>>>
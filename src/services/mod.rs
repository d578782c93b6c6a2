pub mod account;
pub mod ownership;
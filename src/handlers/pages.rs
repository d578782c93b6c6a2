// handlers/pages.rs - GET / handler
//
// The root page sits under the edge filter's page prefixes, so only requests
// carrying a verifiable session cookie get here.

use axum::Json;
use serde_json::{json, Value};

pub async fn root() -> Json<Value> {
    let version = env!("CARGO_PKG_VERSION");

    Json(json!({
        "success": true,
        "data": {
            "name": "Todo & Notes API",
            "version": version,
            "endpoints": {
                "health": "/health (public)",
                "auth": "/api/auth/signin, /api/auth/signup, /api/auth/signout (public)",
                "profile": "/api/auth (session)",
                "todos": "/api/todos[/:id] (session)",
                "notes": "/api/notes[/:id] (session)"
            }
        }
    }))
}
<<<
Exercise instructions:
Among the lines of the data, which ones contain the word "filename"? Show them.

Worked solution:
filename src/services/mod.rs
filename src/handlers/pages.rs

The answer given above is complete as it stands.